## Your goal
An exact copy of the lines from the one containing "0 <= start, 0" through the final line of the records is the only acceptable answer.

## Material to process
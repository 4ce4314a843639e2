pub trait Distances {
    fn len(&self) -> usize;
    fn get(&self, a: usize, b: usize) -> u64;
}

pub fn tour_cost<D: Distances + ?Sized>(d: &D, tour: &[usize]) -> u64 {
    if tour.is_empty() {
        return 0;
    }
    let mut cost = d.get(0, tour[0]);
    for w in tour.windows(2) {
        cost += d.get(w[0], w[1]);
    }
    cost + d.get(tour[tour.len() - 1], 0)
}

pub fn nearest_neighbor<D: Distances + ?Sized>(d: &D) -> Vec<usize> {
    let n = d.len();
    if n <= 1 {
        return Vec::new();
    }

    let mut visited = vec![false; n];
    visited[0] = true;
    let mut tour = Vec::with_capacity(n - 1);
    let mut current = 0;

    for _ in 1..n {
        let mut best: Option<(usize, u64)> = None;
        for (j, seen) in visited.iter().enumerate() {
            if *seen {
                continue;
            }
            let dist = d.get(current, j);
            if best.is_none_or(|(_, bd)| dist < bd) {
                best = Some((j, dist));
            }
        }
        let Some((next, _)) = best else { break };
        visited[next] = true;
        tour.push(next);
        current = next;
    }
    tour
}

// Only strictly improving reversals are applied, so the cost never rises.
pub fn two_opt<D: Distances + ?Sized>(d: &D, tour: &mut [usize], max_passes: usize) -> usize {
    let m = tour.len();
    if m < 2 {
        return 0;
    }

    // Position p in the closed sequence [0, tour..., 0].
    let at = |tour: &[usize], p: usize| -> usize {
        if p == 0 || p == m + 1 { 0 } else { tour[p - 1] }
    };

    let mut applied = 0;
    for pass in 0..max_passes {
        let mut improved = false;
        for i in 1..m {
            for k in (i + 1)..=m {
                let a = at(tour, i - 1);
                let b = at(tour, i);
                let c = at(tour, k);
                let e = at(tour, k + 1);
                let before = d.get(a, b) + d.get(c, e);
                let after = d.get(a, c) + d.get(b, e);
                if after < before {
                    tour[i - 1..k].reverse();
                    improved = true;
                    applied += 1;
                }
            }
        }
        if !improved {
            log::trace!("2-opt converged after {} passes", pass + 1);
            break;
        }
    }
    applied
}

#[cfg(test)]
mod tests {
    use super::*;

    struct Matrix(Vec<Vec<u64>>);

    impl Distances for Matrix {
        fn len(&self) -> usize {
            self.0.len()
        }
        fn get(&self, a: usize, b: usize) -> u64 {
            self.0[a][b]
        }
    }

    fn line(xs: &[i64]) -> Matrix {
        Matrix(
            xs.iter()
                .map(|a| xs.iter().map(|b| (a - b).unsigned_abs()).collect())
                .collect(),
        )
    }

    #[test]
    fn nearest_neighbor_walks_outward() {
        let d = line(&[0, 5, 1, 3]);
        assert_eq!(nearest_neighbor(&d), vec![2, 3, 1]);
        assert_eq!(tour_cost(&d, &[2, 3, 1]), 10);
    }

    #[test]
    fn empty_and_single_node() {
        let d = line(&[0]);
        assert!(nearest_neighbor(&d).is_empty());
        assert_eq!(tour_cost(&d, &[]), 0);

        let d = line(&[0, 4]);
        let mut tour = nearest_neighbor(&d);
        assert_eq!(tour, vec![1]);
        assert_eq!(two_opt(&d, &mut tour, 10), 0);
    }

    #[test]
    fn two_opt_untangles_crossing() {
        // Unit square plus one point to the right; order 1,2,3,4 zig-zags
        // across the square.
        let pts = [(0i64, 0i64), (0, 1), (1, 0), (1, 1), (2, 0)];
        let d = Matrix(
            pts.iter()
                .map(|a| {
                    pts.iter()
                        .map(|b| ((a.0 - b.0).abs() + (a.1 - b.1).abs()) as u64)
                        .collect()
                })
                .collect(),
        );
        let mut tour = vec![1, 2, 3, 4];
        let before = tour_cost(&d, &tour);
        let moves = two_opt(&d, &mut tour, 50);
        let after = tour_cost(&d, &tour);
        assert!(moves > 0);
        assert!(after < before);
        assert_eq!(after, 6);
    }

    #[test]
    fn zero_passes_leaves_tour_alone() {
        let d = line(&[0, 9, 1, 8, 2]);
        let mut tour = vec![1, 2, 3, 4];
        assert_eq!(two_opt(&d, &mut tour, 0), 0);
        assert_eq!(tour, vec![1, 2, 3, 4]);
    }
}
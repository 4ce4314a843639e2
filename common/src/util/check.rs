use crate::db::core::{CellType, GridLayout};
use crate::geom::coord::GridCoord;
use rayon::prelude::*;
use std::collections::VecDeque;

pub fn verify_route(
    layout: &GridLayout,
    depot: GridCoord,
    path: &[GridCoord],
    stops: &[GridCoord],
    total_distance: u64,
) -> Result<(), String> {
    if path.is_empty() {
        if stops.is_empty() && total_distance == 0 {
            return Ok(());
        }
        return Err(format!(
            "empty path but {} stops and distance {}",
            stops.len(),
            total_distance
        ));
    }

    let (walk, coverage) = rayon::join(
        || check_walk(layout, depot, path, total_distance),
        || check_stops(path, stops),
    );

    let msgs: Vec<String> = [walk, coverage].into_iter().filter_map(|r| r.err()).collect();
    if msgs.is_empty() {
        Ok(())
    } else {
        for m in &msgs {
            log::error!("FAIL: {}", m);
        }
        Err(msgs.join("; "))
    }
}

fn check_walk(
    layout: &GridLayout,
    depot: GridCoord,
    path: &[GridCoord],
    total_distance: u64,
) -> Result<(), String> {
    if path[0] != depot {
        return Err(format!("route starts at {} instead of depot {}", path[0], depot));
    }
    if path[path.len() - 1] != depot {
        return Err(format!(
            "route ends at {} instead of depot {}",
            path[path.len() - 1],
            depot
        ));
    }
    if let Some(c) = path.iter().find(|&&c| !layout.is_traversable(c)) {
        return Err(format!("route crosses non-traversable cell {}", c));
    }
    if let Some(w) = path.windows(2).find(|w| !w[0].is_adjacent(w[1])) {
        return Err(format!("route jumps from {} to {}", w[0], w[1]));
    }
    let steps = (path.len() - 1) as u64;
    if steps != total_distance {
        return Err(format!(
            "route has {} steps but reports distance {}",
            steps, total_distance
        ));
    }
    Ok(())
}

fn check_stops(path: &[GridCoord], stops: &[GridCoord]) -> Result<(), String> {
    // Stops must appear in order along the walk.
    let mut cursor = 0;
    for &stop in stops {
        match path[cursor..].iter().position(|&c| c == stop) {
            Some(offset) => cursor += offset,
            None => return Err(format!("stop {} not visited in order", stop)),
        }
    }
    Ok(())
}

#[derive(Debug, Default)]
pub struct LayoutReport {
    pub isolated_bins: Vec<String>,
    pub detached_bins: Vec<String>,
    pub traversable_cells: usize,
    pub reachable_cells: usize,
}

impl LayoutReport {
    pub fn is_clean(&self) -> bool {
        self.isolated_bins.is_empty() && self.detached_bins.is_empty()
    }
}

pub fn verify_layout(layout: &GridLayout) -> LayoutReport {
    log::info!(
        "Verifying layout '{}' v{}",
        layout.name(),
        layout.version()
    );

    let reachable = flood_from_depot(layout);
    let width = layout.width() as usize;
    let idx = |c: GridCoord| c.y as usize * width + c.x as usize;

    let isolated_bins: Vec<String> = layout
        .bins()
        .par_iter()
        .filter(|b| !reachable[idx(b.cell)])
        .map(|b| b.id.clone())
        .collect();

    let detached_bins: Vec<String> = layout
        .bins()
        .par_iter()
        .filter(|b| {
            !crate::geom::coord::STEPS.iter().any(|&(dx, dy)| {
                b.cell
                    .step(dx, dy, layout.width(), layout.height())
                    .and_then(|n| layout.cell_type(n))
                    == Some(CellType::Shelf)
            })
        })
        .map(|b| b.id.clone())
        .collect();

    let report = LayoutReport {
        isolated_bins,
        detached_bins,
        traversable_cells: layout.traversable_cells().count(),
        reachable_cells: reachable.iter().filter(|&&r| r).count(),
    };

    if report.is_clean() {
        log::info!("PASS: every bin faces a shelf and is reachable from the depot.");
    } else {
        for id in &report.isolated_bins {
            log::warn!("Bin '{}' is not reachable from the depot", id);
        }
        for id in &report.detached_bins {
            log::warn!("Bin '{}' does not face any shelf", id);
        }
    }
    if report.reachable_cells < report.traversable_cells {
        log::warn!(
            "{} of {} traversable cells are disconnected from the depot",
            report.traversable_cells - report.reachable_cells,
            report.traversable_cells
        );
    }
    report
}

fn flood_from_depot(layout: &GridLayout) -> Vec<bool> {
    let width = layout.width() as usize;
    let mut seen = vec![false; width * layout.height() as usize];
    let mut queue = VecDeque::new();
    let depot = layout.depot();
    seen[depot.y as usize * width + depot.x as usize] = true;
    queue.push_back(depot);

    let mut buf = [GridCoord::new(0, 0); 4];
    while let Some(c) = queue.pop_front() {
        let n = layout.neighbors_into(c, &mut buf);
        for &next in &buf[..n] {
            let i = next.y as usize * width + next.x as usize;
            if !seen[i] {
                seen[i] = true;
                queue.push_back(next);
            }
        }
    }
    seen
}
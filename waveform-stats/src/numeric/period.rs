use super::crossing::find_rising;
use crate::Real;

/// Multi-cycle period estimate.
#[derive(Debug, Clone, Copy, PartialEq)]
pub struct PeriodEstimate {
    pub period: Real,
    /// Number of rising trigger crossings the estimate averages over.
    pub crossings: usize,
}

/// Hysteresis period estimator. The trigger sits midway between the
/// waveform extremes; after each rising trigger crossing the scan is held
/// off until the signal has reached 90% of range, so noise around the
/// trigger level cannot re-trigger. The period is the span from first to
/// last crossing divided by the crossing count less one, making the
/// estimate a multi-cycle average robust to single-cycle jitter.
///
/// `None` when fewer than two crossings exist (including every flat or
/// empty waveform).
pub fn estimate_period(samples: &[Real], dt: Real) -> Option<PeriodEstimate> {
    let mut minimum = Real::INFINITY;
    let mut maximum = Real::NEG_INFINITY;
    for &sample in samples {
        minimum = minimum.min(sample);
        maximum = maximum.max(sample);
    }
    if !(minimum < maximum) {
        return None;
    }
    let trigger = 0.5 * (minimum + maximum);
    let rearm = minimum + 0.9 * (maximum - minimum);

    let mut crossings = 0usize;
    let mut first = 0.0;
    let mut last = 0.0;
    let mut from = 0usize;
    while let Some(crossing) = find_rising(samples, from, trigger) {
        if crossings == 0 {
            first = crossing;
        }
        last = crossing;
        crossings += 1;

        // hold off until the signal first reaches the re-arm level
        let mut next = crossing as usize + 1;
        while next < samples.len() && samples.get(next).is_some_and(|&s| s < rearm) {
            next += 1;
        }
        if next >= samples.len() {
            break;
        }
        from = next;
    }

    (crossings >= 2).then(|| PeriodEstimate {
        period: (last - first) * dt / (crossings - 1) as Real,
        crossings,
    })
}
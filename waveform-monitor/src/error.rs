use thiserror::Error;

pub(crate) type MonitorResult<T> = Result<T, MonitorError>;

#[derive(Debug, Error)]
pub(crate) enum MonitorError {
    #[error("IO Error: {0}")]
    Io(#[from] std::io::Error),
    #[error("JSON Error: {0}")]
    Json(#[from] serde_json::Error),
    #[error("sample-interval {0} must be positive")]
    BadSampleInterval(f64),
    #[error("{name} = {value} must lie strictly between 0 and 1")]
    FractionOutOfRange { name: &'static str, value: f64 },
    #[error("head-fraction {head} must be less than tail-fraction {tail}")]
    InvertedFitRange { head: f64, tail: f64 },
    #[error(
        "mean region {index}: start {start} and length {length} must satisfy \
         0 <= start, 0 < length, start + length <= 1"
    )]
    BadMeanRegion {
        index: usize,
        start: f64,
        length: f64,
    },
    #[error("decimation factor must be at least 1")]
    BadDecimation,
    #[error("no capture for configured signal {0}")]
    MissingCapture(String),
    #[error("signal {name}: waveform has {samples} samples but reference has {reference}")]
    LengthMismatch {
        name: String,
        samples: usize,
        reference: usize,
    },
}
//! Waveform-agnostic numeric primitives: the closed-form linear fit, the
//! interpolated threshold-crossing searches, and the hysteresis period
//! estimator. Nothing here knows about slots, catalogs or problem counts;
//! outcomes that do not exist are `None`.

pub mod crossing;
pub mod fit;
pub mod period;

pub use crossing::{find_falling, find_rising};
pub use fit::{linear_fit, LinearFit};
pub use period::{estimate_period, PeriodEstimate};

## Answer for this exercise
         0 <= start, 0 < length, start + length <= 1"
    )]
    BadMeanRegion {
        index: usize,
        start: f64,
        length: f64,
    },
    #[error("decimation factor must be at least 1")]
    BadDecimation,
    #[error("no capture for configured signal {0}")]
    MissingCapture(String),
    #[error("signal {name}: waveform has {samples} samples but reference has {reference}")]
    LengthMismatch {
        name: String,
        samples: usize,
        reference: usize,
    },
}
//! Waveform-agnostic numeric primitives: the closed-form linear fit, the
//! interpolated threshold-crossing searches, and the hysteresis period
//! estimator. Nothing here knows about slots, catalogs or problem counts;
//! outcomes that do not exist are `None`.

pub mod crossing;
pub mod fit;
pub mod period;

pub use crossing::{find_falling, find_rising};
pub use fit::{linear_fit, LinearFit};
pub use period::{estimate_period, PeriodEstimate};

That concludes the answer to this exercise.